Role of Unsaturated Fatty Acids in Changes of Adipose and Dental Tissues in Vitamin E Deficiency

Abstract
Rats fed from birth a vit. E-deficient diet, containing the fatty acids from 20% of cod liver oil, exhibited considerable peroxida-tion and marked brown discoloration of the adipose tissue. The deposition of the normal yellow-brown pigment of the incisor teeth was inhibited in these animals. Rats fed the same basal diet, but given instead of fatty acids the non-saponifiable fraction from 20% of cod liver oil, failed to present such changes.
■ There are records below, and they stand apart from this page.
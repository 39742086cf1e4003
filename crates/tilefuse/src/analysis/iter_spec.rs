use std::collections::{BTreeMap, BTreeSet, HashMap};

use serde::{Deserialize, Serialize};
use smallvec::{smallvec, SmallVec};

use crate::hlo::NodeId;

/// Operand role of a tiled matmul fusion.
#[derive(Debug, Clone, Copy, PartialEq, Eq, Hash, PartialOrd, Ord, Serialize, Deserialize)]
#[serde(rename_all = "snake_case")]
pub enum Scope {
    Lhs,
    Rhs,
    Meta,
    Output,
}

impl Scope {
    pub fn name(self) -> &'static str {
        match self {
            Scope::Lhs => "LHS",
            Scope::Rhs => "RHS",
            Scope::Meta => "META",
            Scope::Output => "OUTPUT",
        }
    }
}

/// One physical fragment of a logical dimension.
#[derive(Debug, Clone, PartialEq, Eq, Hash, Serialize, Deserialize)]
pub struct IterationSpecFragment {
    pub stride: i64,
    /// Logical element count of the fragment before slicing.
    pub count: i64,
    #[serde(default)]
    pub slice_start: i64,
    pub sliced_count: i64,
    #[serde(default)]
    pub subfragments: Vec<i64>,
}

impl IterationSpecFragment {
    pub fn new(stride: i64, count: i64) -> Self {
        Self {
            stride,
            count,
            slice_start: 0,
            sliced_count: count,
            subfragments: vec![count],
        }
    }

    pub fn sliced(mut self, slice_start: i64, sliced_count: i64) -> Self {
        self.slice_start = slice_start;
        self.sliced_count = sliced_count;
        self
    }
}

/// Fragments of one logical dimension, most minor first.
pub type DimIterationSpec = SmallVec<[IterationSpecFragment; 2]>;

/// Contiguous single-fragment spec.
pub fn contiguous(stride: i64, count: i64) -> DimIterationSpec {
    smallvec![IterationSpecFragment::new(stride, count)]
}

/// Specs of every dimension of a dense row-major array.
pub fn row_major_specs(dims: &[i64]) -> Vec<DimIterationSpec> {
    let mut stride = 1;
    let mut specs = vec![DimIterationSpec::new(); dims.len()];
    for (index, &count) in dims.iter().enumerate().rev() {
        specs[index] = contiguous(stride, count);
        stride *= count;
    }
    specs
}

/// Per (scope, node, logical dimension) iteration specs of a tiled fusion.
///
/// Produced by the fusion analysis. A missing entry means the dimension is not
/// iterated for that node, typically because the node is broadcast along it.
#[derive(Debug, Clone, Default, Serialize, Deserialize)]
pub struct TritonFusionAnalysis {
    specs: HashMap<Scope, HashMap<NodeId, BTreeMap<usize, DimIterationSpec>>>,
    parameters: BTreeMap<Scope, BTreeSet<NodeId>>,
}

impl TritonFusionAnalysis {
    pub fn new() -> Self {
        Self::default()
    }

    pub fn iter_spec(&self, scope: Scope, node: NodeId, dim: usize) -> Option<&DimIterationSpec> {
        self.specs
            .get(&scope)
            .and_then(|nodes| nodes.get(&node))
            .and_then(|dims| dims.get(&dim))
    }

    pub fn set_iter_spec(&mut self, scope: Scope, node: NodeId, dim: usize, spec: DimIterationSpec) {
        self.specs
            .entry(scope)
            .or_default()
            .entry(node)
            .or_default()
            .insert(dim, spec);
    }

    /// Records the spec of every logical dimension of `node`, indexed in order.
    pub fn set_node_specs(&mut self, scope: Scope, node: NodeId, specs: Vec<DimIterationSpec>) {
        for (dim, spec) in specs.into_iter().enumerate() {
            self.set_iter_spec(scope, node, dim, spec);
        }
    }

    /// Records specs only for the listed dimensions.
    pub fn set_sparse_node_specs(
        &mut self,
        scope: Scope,
        node: NodeId,
        specs: impl IntoIterator<Item = (usize, DimIterationSpec)>,
    ) {
        for (dim, spec) in specs {
            self.set_iter_spec(scope, node, dim, spec);
        }
    }

    pub fn add_scope_parameter(&mut self, scope: Scope, parameter: NodeId) {
        self.parameters.entry(scope).or_default().insert(parameter);
    }

    /// Parameters read by `scope`, ordered by node id.
    pub fn scope_parameters(&self, scope: Scope) -> Vec<NodeId> {
        self.parameters
            .get(&scope)
            .map(|set| set.iter().copied().collect())
            .unwrap_or_default()
    }

    pub fn has_scope(&self, scope: Scope) -> bool {
        self.parameters.contains_key(&scope) || self.specs.contains_key(&scope)
    }
}

#[cfg(test)]
mod tests {
    use super::*;

    #[test]
    fn row_major_specs_accumulate_strides() {
        let specs = row_major_specs(&[3, 4, 5]);
        assert_eq!(specs[2][0].stride, 1);
        assert_eq!(specs[1][0].stride, 5);
        assert_eq!(specs[0][0].stride, 20);
        assert_eq!(specs[0][0].count, 3);
    }

    #[test]
    fn missing_specs_read_as_none() {
        let mut analysis = TritonFusionAnalysis::new();
        analysis.set_sparse_node_specs(Scope::Output, NodeId(3), [(1, contiguous(1, 64))]);
        assert!(analysis.iter_spec(Scope::Output, NodeId(3), 0).is_none());
        assert_eq!(
            analysis.iter_spec(Scope::Output, NodeId(3), 1).map(|s| s[0].count),
            Some(64)
        );
    }
}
Three different fatty acid fractions of cod liver oil were compared in the 2d part of the expt.: low, middle and highly unsaturated fractions were fed to 3 groups of rats also from birth. Only the animals fed the highly unsaturated fraction exhibited marked peroxidation and discoloration of the adipose tissue, comparable to the changes observed in the animals fed the total fatty acid fraction. The deposition of the normal incisor pigment in the maxillary incisors of these animals was at first retarded and then completely inhibited; in the mandibular incisors a complete depigmentation failed to occur within the ranges of the exptl. period. A study of the chemical nature of this normal enamel pigment showed that such pigment contains inorganic Fe in the ferric form, which alone accounts for the total color of the pigment. This pigment appears to be embedded in or loosely combined with an organic matrix. Depigmented enamel from teeth of vit. E-deficient rats failed to give positive reactions for Fe.